Gustavo Rohde is developing a new class of modeling tools

Today’s ready availability of data has not supplanted traditional hypothesis-driven methods of research, but it has created a more fluid interplay between the exploration of data and the formulation of hypotheses. Rather than progress in a linear fashion from observation to hypothesis, researchers might begin with a scientific challenge and gradually refine a hypothesis as they explore the data.

In other words, researchers in many fields don’t rely on data exclusively to prove a hypothesis. They also use it to help formulate one. And to do this, they need better tools to help them grasp the meaning of data.

Associate Professor Gustavo Rohde’s Imaging and Data Science Lab in the University of Virginia Department of Biomedical Engineering has responded to this shift by creating tools that help researchers more productively explore data. “Our lab is focused on creating computational methods that allow scientists to interact with and explore datasets in biology and medicine so that they can begin asking questions,” Rohde said.

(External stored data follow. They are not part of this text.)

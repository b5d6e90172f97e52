use std::fmt;
use std::str::FromStr;

use serde::{Deserialize, Serialize};

use crate::{
    aes::{AesCircuit, KeySize},
    chacha::{self, ChaChaCircuit},
    compiler::CircuitDescriptor,
    error::KeygenError,
    scalar::Field,
};

/// The closed set of cipher configurations keys are generated for.
#[derive(Debug, Clone, Copy, PartialEq, Eq, Hash, Serialize, Deserialize)]
#[serde(rename_all = "lowercase")]
pub enum Variant {
    ChaCha20,
    Aes128,
    Aes256,
}

impl Variant {
    pub const ALL: [Variant; 3] = [Variant::ChaCha20, Variant::Aes128, Variant::Aes256];

    /// Artifact file name suffix. Distinct per variant.
    pub fn suffix(&self) -> &'static str {
        match self {
            Variant::ChaCha20 => "chacha20",
            Variant::Aes128 => "aes128",
            Variant::Aes256 => "aes256",
        }
    }

    /// Required key length in bytes.
    pub fn key_len(&self) -> usize {
        match self {
            Variant::ChaCha20 => chacha::KEY_BYTES,
            Variant::Aes128 => KeySize::Aes128.key_bytes(),
            Variant::Aes256 => KeySize::Aes256.key_bytes(),
        }
    }

    /// Placeholder-filled descriptor of the shape keys are generated for.
    pub fn descriptor(&self) -> Box<dyn CircuitDescriptor> {
        match self {
            Variant::ChaCha20 => Box::new(ChaChaCircuit::default()),
            Variant::Aes128 => Box::new(AesCircuit::new(KeySize::Aes128)),
            Variant::Aes256 => Box::new(AesCircuit::new(KeySize::Aes256)),
        }
    }

    pub fn spec(&self) -> VariantSpec {
        VariantSpec::new(*self, self.descriptor())
    }
}

impl fmt::Display for Variant {
    fn fmt(&self, f: &mut fmt::Formatter<'_>) -> fmt::Result {
        f.write_str(self.suffix())
    }
}

impl FromStr for Variant {
    type Err = KeygenError;

    fn from_str(s: &str) -> Result<Self, Self::Err> {
        Variant::ALL
            .into_iter()
            .find(|variant| variant.suffix() == s)
            .ok_or_else(|| KeygenError::Configuration(format!("unknown variant {s:?}")))
    }
}

/// Everything one pipeline run needs to know about a variant.
pub struct VariantSpec {
    pub variant: Variant,
    pub field: Field,
    pub descriptor: Box<dyn CircuitDescriptor>,
}

impl VariantSpec {
    pub fn new(variant: Variant, descriptor: Box<dyn CircuitDescriptor>) -> Self {
        VariantSpec {
            variant,
            field: Field::default(),
            descriptor,
        }
    }
}

impl fmt::Debug for VariantSpec {
    fn fmt(&self, f: &mut fmt::Formatter<'_>) -> fmt::Result {
        f.debug_struct("VariantSpec")
            .field("variant", &self.variant)
            .field("field", &self.field)
            .field("circuit", &self.descriptor.name())
            .finish()
    }
}

#[cfg(test)]
mod tests {
    use std::collections::HashSet;

    use super::*;

    #[test]
    fn test_suffixes_are_distinct() {
        let suffixes: HashSet<_> = Variant::ALL.iter().map(Variant::suffix).collect();
        assert_eq!(suffixes.len(), Variant::ALL.len());
    }

    #[test]
    fn test_descriptors_declare_variant_key_length() {
        for variant in Variant::ALL {
            let spec = variant.spec();
            assert_eq!(spec.descriptor.key_len(), variant.key_len());
            assert_eq!(spec.descriptor.name(), variant.suffix());
        }
        assert_eq!(Variant::Aes128.key_len(), 16);
        assert_eq!(Variant::Aes256.key_len(), 32);
    }

    #[test]
    fn test_parse_and_serde_names() {
        assert_eq!("aes256".parse::<Variant>().unwrap(), Variant::Aes256);
        assert!(matches!(
            "aes192".parse::<Variant>(),
            Err(KeygenError::Configuration(_))
        ));
        assert_eq!(serde_json::to_string(&Variant::ChaCha20).unwrap(), "\"chacha20\"");
    }
}
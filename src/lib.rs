// ProteogenomiX Library - biomarker discovery pipeline
// This exposes the core components for testing and integration

pub mod analysis;
pub mod config;
pub mod evaluator;
pub mod input;
pub mod pipeline;
pub mod scheduler;
pub mod shutdown;
pub mod store;
pub mod telemetry;
pub mod upload;

// Re-export key types for easy access
pub use analysis::{
    advance, transition, Analysis, AnalysisEvent, AnalysisStatus, NewAnalysis, ResultArtifact,
    Stage, TransitionError,
};
pub use config::{config, ProteogenomixConfig};
pub use evaluator::{
    evaluate, try_evaluate, BiomarkerCandidate, EvaluationError, EvaluationReport, SequenceRecord,
};
pub use input::{DemoRecords, RecordSource, UploadedFileSource};
pub use pipeline::{AnalysisPipeline, PipelineError};
pub use scheduler::{AnalysisScheduler, SchedulerError};
pub use shutdown::ShutdownCoordinator;
pub use store::{AnalysisStore, InMemoryStore, StoreError};
#[cfg(feature = "database")]
pub use store::SqliteStore;
pub use telemetry::{create_analysis_span, generate_correlation_id, init_telemetry, shutdown_telemetry};
pub use upload::{DataFileKind, UploadPolicy, UploadedFile};
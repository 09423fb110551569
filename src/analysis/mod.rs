// Analysis lifecycle: entity, stage table, pure transitions and the
// artifacts produced at the final stage.

pub mod artifacts;
pub mod state_machine;
pub mod types;

pub use state_machine::{advance, transition, AnalysisEvent, TransitionError};
pub use types::{
    Analysis, AnalysisStatus, AnalysisSummary, ArtifactPayload, ChartKind, LengthBin,
    NewAnalysis, ResultArtifact, ScatterPoint, Stage, ValidationError,
};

In March, Rohde received a grant from the National Institutes of Health to devise a new class of modeling tools that are better adapted to exploring biomedical data than the tools currently available.

Open portrait of Gustavo Rohde

Gustavo Rohde, PhD, Associate Professor of Biomedical Engineering and Electrical and Computer Engineering

Tools That Emerge from the Mathematics of Biological Processes

Rohde works at the intersection of mathematics and modeling, using mathematics to describe natural phenomena and building tools based on these mathematical descriptions. In this grant, he addresses a fundamental mismatch between mathematics being used to create tools for biological processes and the biological processes themselves.

The datasets that biomedical researchers explore typically consist of data points describing an underlying biophysical phenomenon, such as the voltage of a heartbeat or the distribution of gray matter within the brain. In many cases, these datasets are in the form of a signal or an image, both Rohde lab specialties. A signal might be an EKG or a pulse. An image might be a CT scan or MR image.

Many physical properties that biomedical researchers would like to understand involve transport, or movement of some kind, whether it be a change in intensity or shape. The mathematics behind the algorithms currently used to model this transport, however, are not grounded in physical processes. For instance, researchers interested in exploring changes in the concentrations of a molecule in a cell can use existing modeling tools to track fluctuations in concentrations at specific locations. However, these tools—because they are uncoupled from cellular processes—do not reveal where molecules go as the concentration at specific locations moves up or down.

“We are starting with the mathematics of transport and building computational tools based on it that will give researchers a fuller understanding of the biomedical datasets they are exploring,” Rohde said.

Building an Entirely New Model from the Ground Up

As part of the grant, Rohde will develop the new mathematical modeling framework and create an open-source software package containing modeling components that other researchers can use as needed to analyze datasets. These mathematical descriptions will be based on transforms, or equivalencies, Rohde and his lab have developed to unite different ways of looking at signals or pixels in images. Preliminary application of these transforms has been shown to augment image classification accuracy in several clinical areas, including drug screening and differentiating cancerous from normal cells.

Rohde’s goal is to provide researchers with tools they can combine as necessary to rapidly prototype predictive models and formulate more accurate hypotheses.

“Our aim is to greatly enhance the ability to extract meaning from diverse biomedical datasets, while augmenting the accuracy of predictions,” he said.

His new framework may also be more computationally efficient and require less set up than existing approaches. Ultimately, these tools could accelerate the pace of biomedical discovery.